## Task brief
Count the lines in the entries that contain the string "names". State nothing but the number.

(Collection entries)
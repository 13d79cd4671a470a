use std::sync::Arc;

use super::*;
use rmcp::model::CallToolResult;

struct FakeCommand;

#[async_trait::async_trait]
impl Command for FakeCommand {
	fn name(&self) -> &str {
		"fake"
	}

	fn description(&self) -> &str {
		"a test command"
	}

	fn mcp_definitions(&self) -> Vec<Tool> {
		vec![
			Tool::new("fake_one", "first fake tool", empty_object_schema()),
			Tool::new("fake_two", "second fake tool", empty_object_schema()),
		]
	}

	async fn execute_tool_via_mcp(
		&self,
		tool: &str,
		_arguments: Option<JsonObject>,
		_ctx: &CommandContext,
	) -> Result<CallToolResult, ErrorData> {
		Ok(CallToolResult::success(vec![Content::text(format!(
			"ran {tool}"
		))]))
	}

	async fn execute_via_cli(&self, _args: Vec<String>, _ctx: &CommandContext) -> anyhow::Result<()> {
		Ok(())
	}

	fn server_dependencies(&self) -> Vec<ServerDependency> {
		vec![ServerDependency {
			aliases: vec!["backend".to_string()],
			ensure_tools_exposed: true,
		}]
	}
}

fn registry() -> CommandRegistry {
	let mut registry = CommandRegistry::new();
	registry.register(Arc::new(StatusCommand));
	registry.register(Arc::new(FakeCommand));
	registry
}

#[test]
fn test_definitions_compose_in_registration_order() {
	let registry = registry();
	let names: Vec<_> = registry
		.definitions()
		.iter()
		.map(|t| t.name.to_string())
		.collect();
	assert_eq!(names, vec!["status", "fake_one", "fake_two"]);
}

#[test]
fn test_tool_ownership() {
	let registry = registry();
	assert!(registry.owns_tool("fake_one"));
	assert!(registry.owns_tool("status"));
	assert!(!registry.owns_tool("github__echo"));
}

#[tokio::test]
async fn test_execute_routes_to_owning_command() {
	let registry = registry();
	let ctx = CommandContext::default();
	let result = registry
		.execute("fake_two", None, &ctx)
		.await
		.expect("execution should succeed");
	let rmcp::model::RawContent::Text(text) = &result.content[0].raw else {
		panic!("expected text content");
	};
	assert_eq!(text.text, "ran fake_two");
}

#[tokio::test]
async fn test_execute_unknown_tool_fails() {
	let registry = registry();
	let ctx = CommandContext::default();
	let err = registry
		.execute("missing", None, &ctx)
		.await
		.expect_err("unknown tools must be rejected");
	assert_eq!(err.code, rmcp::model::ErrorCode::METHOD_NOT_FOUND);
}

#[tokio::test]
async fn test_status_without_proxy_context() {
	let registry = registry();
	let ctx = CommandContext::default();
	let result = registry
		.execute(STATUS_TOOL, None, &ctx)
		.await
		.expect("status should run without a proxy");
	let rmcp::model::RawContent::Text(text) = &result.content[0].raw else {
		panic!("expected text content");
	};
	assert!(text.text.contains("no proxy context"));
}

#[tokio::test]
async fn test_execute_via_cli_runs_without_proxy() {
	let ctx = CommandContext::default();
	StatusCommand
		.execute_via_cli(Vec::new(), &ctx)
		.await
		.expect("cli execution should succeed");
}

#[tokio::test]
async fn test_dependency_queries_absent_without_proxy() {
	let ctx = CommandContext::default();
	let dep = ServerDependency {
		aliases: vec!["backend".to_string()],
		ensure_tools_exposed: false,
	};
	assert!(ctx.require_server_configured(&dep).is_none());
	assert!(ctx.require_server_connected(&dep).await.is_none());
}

## Exercise output
2